• **YOUR GOAL**
For each line below, check for the word "recent", then state how many lines contain it, with no other output.

-------- SUPPLIED DATA --------

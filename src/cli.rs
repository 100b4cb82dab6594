//! REPL command parsing, dispatch and display formatting.

use std::fmt::Write as _;

use crate::{
    core::{
        calculator::Calculator,
        stats::{Statistics, Summary},
    },
    error::CalcError,
    persist::LoadOutcome,
    record::CalculationRecord,
    types::Operation,
};

/// Rows shown by the `history` command.
pub const HISTORY_DISPLAY_LIMIT: usize = 20;

/// One parsed line of REPL input.
#[derive(Debug, Clone, PartialEq)]
pub enum CliCommand {
    /// Blank line.
    Empty,
    Help,
    History,
    Clear,
    Undo,
    Redo,
    Save,
    Load,
    /// `stats` or `stats json`.
    Stats { json: bool },
    Exit,
    /// `<operation> <a> [<b>]`; the name is checked on execution.
    Calculate { operation: String, operands: Vec<f64> },
}

/// What the REPL should do after a command.
#[derive(Debug, Clone, PartialEq, Eq)]
pub enum Flow {
    /// Print and keep reading.
    Continue(String),
    /// Print and stop.
    Exit(String),
}

pub fn parse_command(line: &str) -> Result<CliCommand, CalcError> {
    let mut words = line.split_whitespace();
    let Some(head) = words.next() else {
        return Ok(CliCommand::Empty);
    };
    let rest: Vec<&str> = words.collect();
    let keyword = head.to_ascii_lowercase();

    let bare = |cmd: CliCommand| {
        if rest.is_empty() {
            Ok(cmd)
        } else {
            Err(CalcError::validation(format!("'{keyword}' takes no arguments")))
        }
    };

    match keyword.as_str() {
        "help" => bare(CliCommand::Help),
        "history" => bare(CliCommand::History),
        "clear" => bare(CliCommand::Clear),
        "undo" => bare(CliCommand::Undo),
        "redo" => bare(CliCommand::Redo),
        "save" => bare(CliCommand::Save),
        "load" => bare(CliCommand::Load),
        "exit" | "quit" => bare(CliCommand::Exit),
        "stats" => match rest.as_slice() {
            [] => Ok(CliCommand::Stats { json: false }),
            [fmt] if fmt.eq_ignore_ascii_case("json") => Ok(CliCommand::Stats { json: true }),
            _ => Err(CalcError::validation("usage: stats [json]")),
        },
        _ => {
            if rest.len() > 2 {
                return Err(CalcError::validation(
                    "expected: <operation> <number> [<number>]",
                ));
            }
            let operands = rest
                .iter()
                .map(|raw| {
                    raw.parse::<f64>()
                        .map_err(|_| CalcError::validation(format!("'{raw}' is not a number")))
                })
                .collect::<Result<Vec<_>, _>>()?;
            Ok(CliCommand::Calculate {
                operation: keyword.clone(),
                operands,
            })
        }
    }
}

/// Runs `cmd` against `calc` and renders the reply.
pub fn dispatch(calc: &mut Calculator, cmd: CliCommand) -> Result<Flow, CalcError> {
    let mut out = match cmd {
        CliCommand::Empty => String::new(),
        CliCommand::Help => help_text(),
        CliCommand::History => format_history(&calc.recent(HISTORY_DISPLAY_LIMIT), calc.len()),
        CliCommand::Clear => {
            calc.clear();
            "History cleared.".to_string()
        }
        CliCommand::Undo => {
            let history = calc.undo()?;
            format!("Undone. {} calculation(s) in history.", history.len())
        }
        CliCommand::Redo => {
            let history = calc.redo()?;
            format!("Redone. {} calculation(s) in history.", history.len())
        }
        CliCommand::Save => {
            let path = calc.save()?;
            format!("History saved to {}", path.display())
        }
        CliCommand::Load => format_load(&calc.load()?),
        CliCommand::Stats { json: false } => format_statistics(&calc.statistics()),
        CliCommand::Stats { json: true } => serde_json::to_string_pretty(&calc.statistics())
            .map_err(|e| CalcError::validation(format!("cannot render statistics: {e}")))?,
        CliCommand::Exit => return Ok(Flow::Exit("Goodbye!".to_string())),
        CliCommand::Calculate {
            operation,
            operands,
        } => {
            let rec = calc.execute(&operation, &operands)?;
            format!("Result: {}", rec.result())
        }
    };

    for failure in calc.take_listener_failures() {
        if !out.is_empty() {
            out.push('\n');
        }
        let _ = write!(out, "Warning: {failure}");
    }
    Ok(Flow::Continue(out))
}

pub fn format_history(records: &[CalculationRecord], total: usize) -> String {
    if records.is_empty() {
        return "No calculations in history yet.".to_string();
    }
    let first = total - records.len() + 1;
    let mut out = String::new();
    for (i, rec) in records.iter().enumerate() {
        let _ = writeln!(out, "{}. {rec}", first + i);
    }
    out.truncate(out.trim_end().len());
    out
}

pub fn format_statistics(stats: &Statistics) -> String {
    let mut out = String::new();
    let _ = writeln!(out, "Total calculations: {}", stats.overall.count);
    if stats.overall.count == 0 {
        return out.trim_end().to_string();
    }
    let _ = writeln!(out, "{}", summary_line("overall", &stats.overall));
    for (op, summary) in &stats.per_operation {
        let _ = writeln!(out, "{}", summary_line(op.name(), summary));
    }
    out.trim_end().to_string()
}

fn summary_line(label: &str, s: &Summary) -> String {
    let opt = |v: Option<f64>| v.map_or_else(|| "-".to_string(), |v| v.to_string());
    format!(
        "  {label:<9} count={} sum={} mean={} min={} max={}",
        s.count,
        s.sum,
        opt(s.mean),
        opt(s.min),
        opt(s.max)
    )
}

fn format_load(outcome: &LoadOutcome) -> String {
    match outcome {
        LoadOutcome::Missing => "No history file found; history is empty.".to_string(),
        LoadOutcome::Loaded { records, corrupt } if corrupt.is_empty() => {
            format!("Loaded {} calculation(s).", records.len())
        }
        LoadOutcome::Loaded { records, corrupt } => format!(
            "Loaded {} calculation(s), skipped {} corrupt row(s).",
            records.len(),
            corrupt.len()
        ),
    }
}

pub fn help_text() -> String {
    let mut out = String::from(
        "Commands:\n  \
         help          show this help\n  \
         history       show recent calculations\n  \
         clear         clear history\n  \
         undo / redo   step through history changes\n  \
         save / load   write or reload the history file\n  \
         stats [json]  result statistics\n  \
         exit          quit\n\
         Operations:\n",
    );
    for op in Operation::ALL {
        let usage = match op.arity() {
            crate::types::Arity::Unary => "<a>",
            crate::types::Arity::Binary => "<a> <b>",
            crate::types::Arity::UnaryOrBinary => "<a> [<b>]",
        };
        let _ = writeln!(out, "  {} {usage}", op.name());
    }
    out.trim_end().to_string()
}

#[cfg(test)]
mod tests {
    use super::*;

    #[test]
    fn parses_commands_and_operations() {
        assert_eq!(parse_command("  ").unwrap(), CliCommand::Empty);
        assert_eq!(parse_command("UNDO").unwrap(), CliCommand::Undo);
        assert_eq!(parse_command("stats json").unwrap(), CliCommand::Stats { json: true });
        assert_eq!(
            parse_command("add 2 3.5").unwrap(),
            CliCommand::Calculate {
                operation: "add".to_string(),
                operands: vec![2.0, 3.5],
            }
        );
        assert_eq!(
            parse_command("root 9").unwrap(),
            CliCommand::Calculate {
                operation: "root".to_string(),
                operands: vec![9.0],
            }
        );
    }

    #[test]
    fn rejects_malformed_input() {
        assert!(matches!(parse_command("add two 3"), Err(CalcError::Validation(_))));
        assert!(matches!(parse_command("add 1 2 3"), Err(CalcError::Validation(_))));
        assert!(matches!(parse_command("undo now"), Err(CalcError::Validation(_))));
    }

    #[test]
    fn history_numbering_counts_from_oldest_shown() {
        let mut calc = Calculator::new(&crate::config::CalculatorConfig::default());
        for i in 0..3i32 {
            calc.execute("add", &[f64::from(i), 1.0]).unwrap();
        }
        let text = format_history(&calc.recent(2), calc.len());
        assert!(text.starts_with("2. add 1 1 = 2"));
        assert!(text.ends_with("3. add 2 1 = 3"));
    }
}
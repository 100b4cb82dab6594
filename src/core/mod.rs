//! History store, snapshot manager and the calculator facade.

/// Orchestrating command surface.
pub mod calculator;
/// Bounded calculation log.
pub mod history;
/// Undo/redo snapshots.
pub mod snapshot;
/// Result statistics.
pub mod stats;
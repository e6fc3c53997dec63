//! Census response parsing.

use quick_xml::Reader;
use quick_xml::events::Event;
use serde::Serialize;

/// Return code the registry sends for a positive census match.
///
/// The service answers "KO" for a resident it can verify and "OK"
/// otherwise; verification matches on the literal "KO".
pub const RETURN_CODE_VERIFIED: &str = "KO";

/// Verdict of one verification attempt.
#[derive(Debug, Clone, PartialEq, Eq, Serialize)]
pub struct VerificationResult {
    /// Whether the registry confirmed the document number.
    pub verified: bool,
    /// Raw `codiRetorn` value, if the response carried one.
    pub raw_response_code: Option<String>,
}

impl VerificationResult {
    /// Result for input that never reached the network.
    pub fn unverified() -> Self {
        Self {
            verified: false,
            raw_response_code: None,
        }
    }

    /// Build a verdict from a parsed return code.
    pub fn from_return_code(code: Option<String>) -> Self {
        Self {
            verified: code.as_deref() == Some(RETURN_CODE_VERIFIED),
            raw_response_code: code,
        }
    }
}

/// Extract the text of the first `codiRetorn` element.
///
/// Namespaces are ignored: the element is matched by local name, whatever
/// prefix the registry happens to bind. A well-formed body without the
/// element yields `None`; a malformed body is an error.
pub fn extract_return_code(body: &str) -> Result<Option<String>, quick_xml::Error> {
    let mut reader = Reader::from_str(body);
    let mut code: Option<String> = None;
    let mut in_return_code = false;

    // Drive the reader to EOF even after the code is found, so a body
    // that turns malformed later still fails the whole call.
    loop {
        match reader.read_event()? {
            Event::Start(ref e) if e.local_name().as_ref() == b"codiRetorn" => {
                in_return_code = code.is_none();
            }
            Event::Text(ref t) if in_return_code => {
                code = Some(t.unescape()?.trim().to_string());
                in_return_code = false;
            }
            Event::End(ref e) if e.local_name().as_ref() == b"codiRetorn" => {
                if in_return_code {
                    // Element closed without a text node.
                    code = Some(String::new());
                    in_return_code = false;
                }
            }
            Event::Empty(ref e) if e.local_name().as_ref() == b"codiRetorn" => {
                if code.is_none() {
                    code = Some(String::new());
                }
            }
            Event::Eof => return Ok(code),
            _ => {}
        }
    }
}

#[cfg(test)]
mod tests {
    use super::*;

    #[test]
    fn test_extracts_code_with_any_prefix() {
        let body = r#"<?xml version="1.0"?>
            <cens:resposta xmlns:cens="http://soap.service.acme.com">
                <cens:codiRetorn>KO</cens:codiRetorn>
            </cens:resposta>"#;

        assert_eq!(extract_return_code(body).unwrap(), Some("KO".to_string()));
    }

    #[test]
    fn test_extracts_code_without_namespace() {
        let body = "<resposta><codiRetorn>OK</codiRetorn></resposta>";

        assert_eq!(extract_return_code(body).unwrap(), Some("OK".to_string()));
    }

    #[test]
    fn test_missing_element_is_none() {
        let body = "<resposta><altreCamp>KO</altreCamp></resposta>";

        assert_eq!(extract_return_code(body).unwrap(), None);
    }

    #[test]
    fn test_first_code_wins() {
        let body = "<r><codiRetorn>KO</codiRetorn><codiRetorn>OK</codiRetorn></r>";

        assert_eq!(extract_return_code(body).unwrap(), Some("KO".to_string()));
    }

    #[test]
    fn test_malformed_tail_is_error() {
        // The code is present but the document never closes cleanly.
        let body = "<r><codiRetorn>KO</codiRetorn></wrong>";

        assert!(extract_return_code(body).is_err());
    }

    #[test]
    fn test_malformed_xml_is_error() {
        let body = "<resposta><codiRetorn>KO</oops></resposta>";

        assert!(extract_return_code(body).is_err());
    }

    #[test]
    fn test_verdict_polarity() {
        let verified = VerificationResult::from_return_code(Some("KO".to_string()));
        assert!(verified.verified);
        assert_eq!(verified.raw_response_code.as_deref(), Some("KO"));

        let rejected = VerificationResult::from_return_code(Some("OK".to_string()));
        assert!(!rejected.verified);

        let absent = VerificationResult::from_return_code(None);
        assert!(!absent.verified);
        assert_eq!(absent.raw_response_code, None);
    }
}
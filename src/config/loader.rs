//! Configuration loader.

use std::fs;
use std::path::Path;

use super::schema::{CensusConfig, ConfigError};

/// Load configuration from a JSON file.
///
/// Reads, parses and validates the file in one step; any failure carries
/// the offending path or field in the error.
pub fn load_config(path: &Path) -> Result<CensusConfig, ConfigError> {
    let config_content = fs::read_to_string(path).map_err(|e| ConfigError::Read {
        path: path.display().to_string(),
        source: e,
    })?;

    let config: CensusConfig = serde_json::from_str(&config_content)?;

    config.validate()?;

    Ok(config)
}
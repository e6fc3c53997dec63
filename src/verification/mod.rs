//! Verification module - signed census lookup and host identity boundary.
pub mod client;
pub mod envelope;
pub mod identity;
pub mod request;
pub mod response;
pub mod signature;

pub use client::CensusVerificationClient;
pub use envelope::SignedEnvelope;
pub use identity::{metadata, unique_id};
pub use request::{VerificationRequest, validate};
pub use response::{RETURN_CODE_VERIFIED, VerificationResult, extract_return_code};
pub use signature::create_signature;
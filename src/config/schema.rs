//! Configuration schema for the census verification client.

use serde::{Deserialize, Serialize};

/// Connection and signing parameters for the census registry.
///
/// Every secret is injected through this struct; nothing is read from
/// globals or hardcoded at the call site.
#[derive(Debug, Clone, Deserialize, Serialize)]
pub struct CensusConfig {
    /// Census web service endpoint URL.
    pub endpoint: String,

    /// Caller identity string (`identitatID` in the envelope).
    pub identity: String,

    /// Shared key identifying the caller (`clauID` in the envelope),
    /// also the first half of the inner signing key.
    pub shared_key: String,

    /// Deployment domain the registry expects (`mqconfiID`).
    pub domain: String,

    /// Private signing key. Never leaves the process; only its SHA1
    /// derivations are sent on the wire.
    pub private_key: String,

    /// Host application secret used to derive the per-citizen `unique_id`.
    pub app_secret: String,

    /// HTTP timeout in seconds for the verification POST.
    #[serde(default = "default_timeout_secs")]
    pub timeout_secs: u64,
}

fn default_timeout_secs() -> u64 {
    10
}

impl CensusConfig {
    /// Get the effective endpoint, prioritizing a compile-time default.
    pub fn get_endpoint(&self) -> String {
        // If CENSUS_ENDPOINT was set at compile time, use it (hardcoded into binary)
        if let Some(compile_time_url) = option_env!("CENSUS_ENDPOINT") {
            if !compile_time_url.is_empty() {
                return compile_time_url.to_string();
            }
        }

        self.endpoint.clone()
    }

    /// Validate configuration
    pub fn validate(&self) -> Result<(), ConfigError> {
        let effective_endpoint = self.get_endpoint();

        if effective_endpoint.is_empty() {
            return Err(ConfigError::Invalid("endpoint cannot be empty"));
        }

        if !effective_endpoint.starts_with("http://") && !effective_endpoint.starts_with("https://")
        {
            return Err(ConfigError::Invalid(
                "endpoint must start with http:// or https://",
            ));
        }

        if self.identity.is_empty() {
            return Err(ConfigError::Invalid("identity cannot be empty"));
        }

        if self.shared_key.is_empty() {
            return Err(ConfigError::Invalid("shared_key cannot be empty"));
        }

        if self.domain.is_empty() {
            return Err(ConfigError::Invalid("domain cannot be empty"));
        }

        if self.private_key.is_empty() {
            return Err(ConfigError::Invalid("private_key cannot be empty"));
        }

        if self.app_secret.is_empty() {
            return Err(ConfigError::Invalid("app_secret cannot be empty"));
        }

        Ok(())
    }
}

/// Errors from loading or validating configuration.
#[derive(Debug, thiserror::Error)]
pub enum ConfigError {
    #[error("failed to read config file {path}: {source}")]
    Read {
        path: String,
        source: std::io::Error,
    },

    #[error("failed to parse config: {0}")]
    Parse(#[from] serde_json::Error),

    #[error("invalid config: {0}")]
    Invalid(&'static str),
}

#[cfg(test)]
mod tests {
    use super::*;

    fn sample_config() -> CensusConfig {
        CensusConfig {
            endpoint: "https://census.example.test/service".to_string(),
            identity: "intfred01".to_string(),
            shared_key: "jotalo1000".to_string(),
            domain: "pressupostparticipatiu.ad".to_string(),
            private_key: "qwertyasdf0123456789".to_string(),
            app_secret: "s3cr3t".to_string(),
            timeout_secs: 10,
        }
    }

    #[test]
    fn test_config_validation() {
        let mut config = sample_config();
        assert!(config.validate().is_ok());

        config.private_key = "".to_string();
        assert!(config.validate().is_err());

        config = sample_config();
        config.endpoint = "ftp://census.example.test".to_string();
        assert!(config.validate().is_err());
    }

    #[test]
    fn test_default_values() {
        let json = r#"{
            "endpoint": "https://census.example.test/service",
            "identity": "intfred01",
            "shared_key": "jotalo1000",
            "domain": "pressupostparticipatiu.ad",
            "private_key": "qwertyasdf0123456789",
            "app_secret": "s3cr3t"
        }"#;

        let config: CensusConfig = serde_json::from_str(json).unwrap();
        assert_eq!(config.timeout_secs, 10);
    }
}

--------

• **FINISHED TASK**
3